> Exercise
Retype all of the data that follows, line for line.

> Provided entries
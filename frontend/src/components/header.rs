use leptos::prelude::*;
use portal_shared::Role;

/// 顶部导航栏；导航按钮由调用方作为 children 传入
#[component]
pub fn Header(role: Role, on_logout: Callback<()>, children: Children) -> impl IntoView {
    let (brand, role_label) = match role {
        Role::Admin => ("AdminPortal", "Admin"),
        Role::Student => ("StudentPortal", "Student"),
    };

    view! {
        <div class="navbar bg-base-100 rounded-box shadow-xl">
            <div class="flex-1 gap-2">
                <a class="btn btn-ghost text-xl">{brand}</a>
            </div>
            <nav class="flex-none gap-1 hidden md:flex">{children()}</nav>
            <div class="flex-none gap-2 ml-4">
                <span class="badge badge-neutral">{role_label}</span>
                <button on:click=move |_| on_logout.run(()) class="btn btn-outline btn-error btn-sm">
                    "Logout"
                </button>
            </div>
        </div>
    }
}

/// 导航按钮，当前项高亮
#[component]
pub fn NavButton(
    label: &'static str,
    #[prop(into)] active: Signal<bool>,
    on_select: Callback<()>,
) -> impl IntoView {
    view! {
        <button
            class=move || if active.get() { "btn btn-sm btn-primary" } else { "btn btn-sm btn-ghost" }
            on:click=move |_| on_select.run(())
        >
            {label}
        </button>
    }
}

> Written answer
filename frontend/src/components/header.rs
use leptos::prelude::*;
use portal_shared::Role;

/// 顶部导航栏；导航按钮由调用方作为 children 传入
#[component]
pub fn Header(role: Role, on_logout: Callback<()>, children: Children) -> impl IntoView {
    let (brand, role_label) = match role {
        Role::Admin => ("AdminPortal", "Admin"),
        Role::Student => ("StudentPortal", "Student"),
    };

    view! {
        <div class="navbar bg-base-100 rounded-box shadow-xl">
            <div class="flex-1 gap-2">
                <a class="btn btn-ghost text-xl">{brand}</a>
            </div>
            <nav class="flex-none gap-1 hidden md:flex">{children()}</nav>
            <div class="flex-none gap-2 ml-4">
                <span class="badge badge-neutral">{role_label}</span>
                <button on:click=move |_| on_logout.run(()) class="btn btn-outline btn-error btn-sm">
                    "Logout"
                </button>
            </div>
        </div>
    }
}

/// 导航按钮，当前项高亮
#[component]
pub fn NavButton(
    label: &'static str,
    #[prop(into)] active: Signal<bool>,
    on_select: Callback<()>,
) -> impl IntoView {
    view! {
        <button
            class=move || if active.get() { "btn btn-sm btn-primary" } else { "btn btn-sm btn-ghost" }
            on:click=move |_| on_select.run(())
        >
            {label}
        </button>
    }
}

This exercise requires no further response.